The Scot family, increasingly taking Calverley as their family name, became significantly wealthy, although very little has so far been discovered about their role in the world.  Their wealth and importance is reflected by the building work they carried out in this phase, when they built the surviving spectacular, two-storey new Solar Block with fireplaces on each floor, at right angles to the earliest hall. The survival of the shell of this early-14th-century Solar Block (now a gutted if weathertight shell) is of great rarity and significance.

Phase III: c.1330

Soon after its construction, this Solar Block was altered and enlarged, including the insertion of two fine arch-braced central trusses to the roof. The solar was extended to the south, on both floors, by about a half bay-length. Various new features were introduced, implying a now partitioned solar wing, for increased convenience, greater privacy, more warmth and greater overall domestic comfort. The character of the new trusses and their rich ornamentation, confirms that this first-floor great chamber, remained the principal domestic room in the house.

Phase IV: 1485-95, confirmed by dendrochronology

In the first half of the 15th century, the estate was managed by Joan, widow of Sir Walter Calverley, for the benefit of her young son. She did so conscientiously and effectively, so that the family continued to enjoy great wealth throughout the 15th century, although they leave scant traces in the wider historical record. Her son, Walter, lived until 1466; it seems probable that the Great Hall and Chapel were constructed by his son, William. Sir William Calverley was devout: he left instructions for a chalice to be made for use in both the parish church and his own chapel, where daily prayers were directed to be said for him until a year after his death.

The addition of the Great Hall and the Chapel, in a single campaign of work c1485, was the most public and extensive change to the grouping. The new five bay Hall was probably half as large again as the earlier hall it replaced. It is a spectacular space and the most impressive glory of the surviving fabric, spanned by a king-post roof structure with hammer beam trusses and carved ornament of the highest quality.

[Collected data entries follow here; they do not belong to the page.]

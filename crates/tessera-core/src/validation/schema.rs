//! Structural schema definitions for JSON outputs and tool inputs

use super::rules::{Pattern, ValidationRule};
use serde::{Deserialize, Serialize};
use serde_json::{Map, Value, json};
use std::collections::BTreeMap;

/// Field type for validation
#[derive(Debug, Clone, PartialEq, Eq, Serialize, Deserialize)]
pub enum FieldType {
    String,
    /// Integer type (i64 or u64)
    Integer,
    /// Any JSON number
    Number,
    Boolean,
    Array,
    Object,
    /// No type checking
    Any,
    Null,
    /// Union of multiple types
    Union(Vec<FieldType>),
}

impl FieldType {
    /// Check if a JSON value matches this type
    pub fn matches(&self, value: &Value) -> bool {
        match self {
            FieldType::String => value.is_string(),
            FieldType::Integer => value.is_i64() || value.is_u64(),
            FieldType::Number => value.is_number(),
            FieldType::Boolean => value.is_boolean(),
            FieldType::Array => value.is_array(),
            FieldType::Object => value.is_object(),
            FieldType::Any => true,
            FieldType::Null => value.is_null(),
            FieldType::Union(types) => types.iter().any(|t| t.matches(value)),
        }
    }

    /// Type name used in error messages
    pub fn type_name(&self) -> String {
        match self {
            FieldType::String => "string".to_string(),
            FieldType::Integer => "integer".to_string(),
            FieldType::Number => "number".to_string(),
            FieldType::Boolean => "boolean".to_string(),
            FieldType::Array => "array".to_string(),
            FieldType::Object => "object".to_string(),
            FieldType::Any => "any".to_string(),
            FieldType::Null => "null".to_string(),
            FieldType::Union(types) => types
                .iter()
                .map(FieldType::type_name)
                .collect::<Vec<_>>()
                .join(" | "),
        }
    }

    /// Name of the JSON type of `value`, in the vocabulary of [`type_name`](Self::type_name)
    pub fn of(value: &Value) -> &'static str {
        match value {
            Value::Null => "null",
            Value::Bool(_) => "boolean",
            Value::Number(n) if n.is_i64() || n.is_u64() => "integer",
            Value::Number(_) => "number",
            Value::String(_) => "string",
            Value::Array(_) => "array",
            Value::Object(_) => "object",
        }
    }

    fn json_schema_type(&self) -> Option<Value> {
        match self {
            FieldType::Any => None,
            FieldType::Union(types) => Some(Value::Array(
                types.iter().filter_map(FieldType::json_schema_type).collect(),
            )),
            other => Some(Value::String(other.type_name())),
        }
    }
}

/// Schema for a single field
#[derive(Debug, Clone, PartialEq)]
pub struct FieldSchema {
    pub field_type: FieldType,

    required: bool,

    pub description: Option<String>,

    pub rules: Vec<ValidationRule>,

    /// Nested schema for objects
    pub nested_schema: Option<Box<ValidationSchema>>,

    /// Item schema for arrays
    pub item_schema: Option<Box<FieldSchema>>,

    /// Allowed values for string fields
    pub enum_values: Option<Vec<String>>,
}

impl FieldSchema {
    pub fn new(field_type: FieldType) -> Self {
        Self {
            field_type,
            required: false,
            description: None,
            rules: Vec::new(),
            nested_schema: None,
            item_schema: None,
            enum_values: None,
        }
    }

    pub fn required(mut self, required: bool) -> Self {
        self.required = required;
        self
    }

    pub fn is_required(&self) -> bool {
        self.required
    }

    pub fn description(mut self, desc: impl Into<String>) -> Self {
        self.description = Some(desc.into());
        self
    }

    pub fn rule(mut self, rule: ValidationRule) -> Self {
        self.rules.push(rule);
        self
    }

    /// Set nested schema for object types
    pub fn nested(mut self, schema: ValidationSchema) -> Self {
        self.nested_schema = Some(Box::new(schema));
        self
    }

    /// Set item schema for array types
    pub fn items(mut self, schema: FieldSchema) -> Self {
        self.item_schema = Some(Box::new(schema));
        self
    }

    pub fn enum_of(mut self, values: Vec<impl Into<String>>) -> Self {
        self.enum_values = Some(values.into_iter().map(Into::into).collect());
        self
    }

    pub fn min_length(self, min: usize) -> Self {
        self.rule(ValidationRule::MinLength(min))
    }

    pub fn max_length(self, max: usize) -> Self {
        self.rule(ValidationRule::MaxLength(max))
    }

    pub fn min_value(self, min: f64) -> Self {
        self.rule(ValidationRule::MinValue(min))
    }

    pub fn max_value(self, max: f64) -> Self {
        self.rule(ValidationRule::MaxValue(max))
    }

    pub fn pattern(self, pattern: impl Into<String>) -> Self {
        self.rule(ValidationRule::pattern(pattern))
    }

    pub fn non_empty(self) -> Self {
        self.rule(ValidationRule::NonEmpty)
    }

    /// Render this field as a JSON Schema fragment
    pub fn to_json_schema(&self) -> Value {
        let mut out = Map::new();
        if let Some(ty) = self.field_type.json_schema_type() {
            out.insert("type".into(), ty);
        }
        if let Some(desc) = &self.description {
            out.insert("description".into(), Value::from(desc.as_str()));
        }
        if let Some(values) = &self.enum_values {
            out.insert("enum".into(), json!(values));
        }
        for rule in &self.rules {
            rule.write_json_schema(&mut out);
        }
        if let Some(nested) = &self.nested_schema {
            if let Value::Object(nested) = nested.to_json_schema() {
                for (key, value) in nested {
                    if key != "type" {
                        out.insert(key, value);
                    }
                }
            }
        }
        if let Some(items) = &self.item_schema {
            out.insert("items".into(), items.to_json_schema());
        }
        Value::Object(out)
    }
}

/// A pattern rule whose regex does not compile
#[derive(Debug, Clone, PartialEq)]
pub struct PatternError {
    /// Field path, `a.b` for nested objects and `a[]` for array items
    pub field: String,
    pub pattern: String,
    pub message: String,
}

impl FieldSchema {
    fn collect_pattern_errors(&self, path: &str, out: &mut Vec<PatternError>) {
        for rule in &self.rules {
            if let ValidationRule::Pattern(pattern) = rule {
                push_pattern_error(path, pattern, out);
            }
        }
        if let Some(nested) = &self.nested_schema {
            nested.collect_pattern_errors(path, out);
        }
        if let Some(items) = &self.item_schema {
            items.collect_pattern_errors(&format!("{}[]", path), out);
        }
    }
}

fn push_pattern_error(path: &str, pattern: &Pattern, out: &mut Vec<PatternError>) {
    if let Some(err) = pattern.error() {
        out.push(PatternError {
            field: path.to_string(),
            pattern: pattern.as_str().to_string(),
            message: err.to_string(),
        });
    }
}

/// Object schema: named fields, which of them are required, and whether
/// unknown fields are tolerated
///
/// Fields are kept ordered so error reports and rendered schemas are stable.
#[derive(Debug, Clone, Default, PartialEq)]
pub struct ValidationSchema {
    pub fields: BTreeMap<String, FieldSchema>,

    pub required: Vec<String>,

    pub allow_extra_fields: bool,
}

impl ValidationSchema {
    pub fn new() -> Self {
        Self::default()
    }

    pub fn add_field(&mut self, name: impl Into<String>, schema: FieldSchema) {
        let name = name.into();
        if schema.is_required() && !self.required.contains(&name) {
            self.required.push(name.clone());
        }
        self.fields.insert(name, schema);
    }

    pub fn get_field(&self, name: &str) -> Option<&FieldSchema> {
        self.fields.get(name)
    }

    pub fn is_field_required(&self, name: &str) -> bool {
        self.required.iter().any(|r| r == name)
    }

    /// Every pattern rule in this schema, nested ones included, that failed
    /// to compile
    pub fn pattern_errors(&self) -> Vec<PatternError> {
        let mut out = Vec::new();
        self.collect_pattern_errors("", &mut out);
        out
    }

    fn collect_pattern_errors(&self, prefix: &str, out: &mut Vec<PatternError>) {
        for (name, field) in &self.fields {
            let path = if prefix.is_empty() {
                name.clone()
            } else {
                format!("{}.{}", prefix, name)
            };
            field.collect_pattern_errors(&path, out);
        }
    }

    /// Render as a JSON Schema `object` suitable for a tool descriptor
    pub fn to_json_schema(&self) -> Value {
        let properties: Map<String, Value> = self
            .fields
            .iter()
            .map(|(name, field)| (name.clone(), field.to_json_schema()))
            .collect();
        json!({
            "type": "object",
            "properties": properties,
            "required": self.required,
            "additionalProperties": self.allow_extra_fields,
        })
    }
}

The space was later adapted for later residential and agricultural use and its original two- light windows were all replaced. However, the basic volume and sense of grandeur of a late-medieval hall are still entirely present.

The little Chapel at the corner of the Solar Block also belongs to Phase IV (1485-95). Internally the most striking features are the roof structure and the screened loft - a family pew that led off the first floor of the Solar Block and a survival of great rarity. The hammer-beam roof is the hall roof in miniature complete with moulded arch braces, moulded side purlins, with brattishing and other ornament to the hammer-beams and wall-plates. The loft - heavily restored in the 1980s - retains a fine open oak screen in the Perpendicular style.

Phase V: early-mid C16

The family status continued to rise throughout the 16th century although by the end of this period financial problems do seem to have arisen. The relatively small and cosy Parlour Block was added, probably by Sir William Calverley, Sheriff of Yorkshire (d. 1572).This is a much altered but still atmospheric timber-framed domestic suite.

A massive stone stack served fireplaces on both levels of the Parlour Block, with a deep ingle-nook fireplace on the ground floor and nicely moulded beams in the same room, once accessed from the Solar Block. 

Phase VI: 17th century

The Calverley family finally enter upon the national scene, but in an appalling fashion. Overwhelmed by debt and alcohol and in deep depression, Sir William's son, Walter murdered his two sons at the Hall in 1605. Calverley gained instant notoriety in this episode worthy of any Jacobean tragedy, and indeed playwright Thomas Middleton dramatized it in A Yorkshire Tragedy. Walter was taken to York where he refused to plead (apparently in order to prevent forfeiture of his estate) and so was pressed to death.

Unsurprisingly, the family began to prefer their other houses to this one. Nevertheless they added the Lodging Block (the current Landmark) sometime before 1651. This is effectively a small self-contained 17th-century house although extensive reconstruction and refurbishment in every succeeding century has robbed it of much of its C17 character except for its general layout.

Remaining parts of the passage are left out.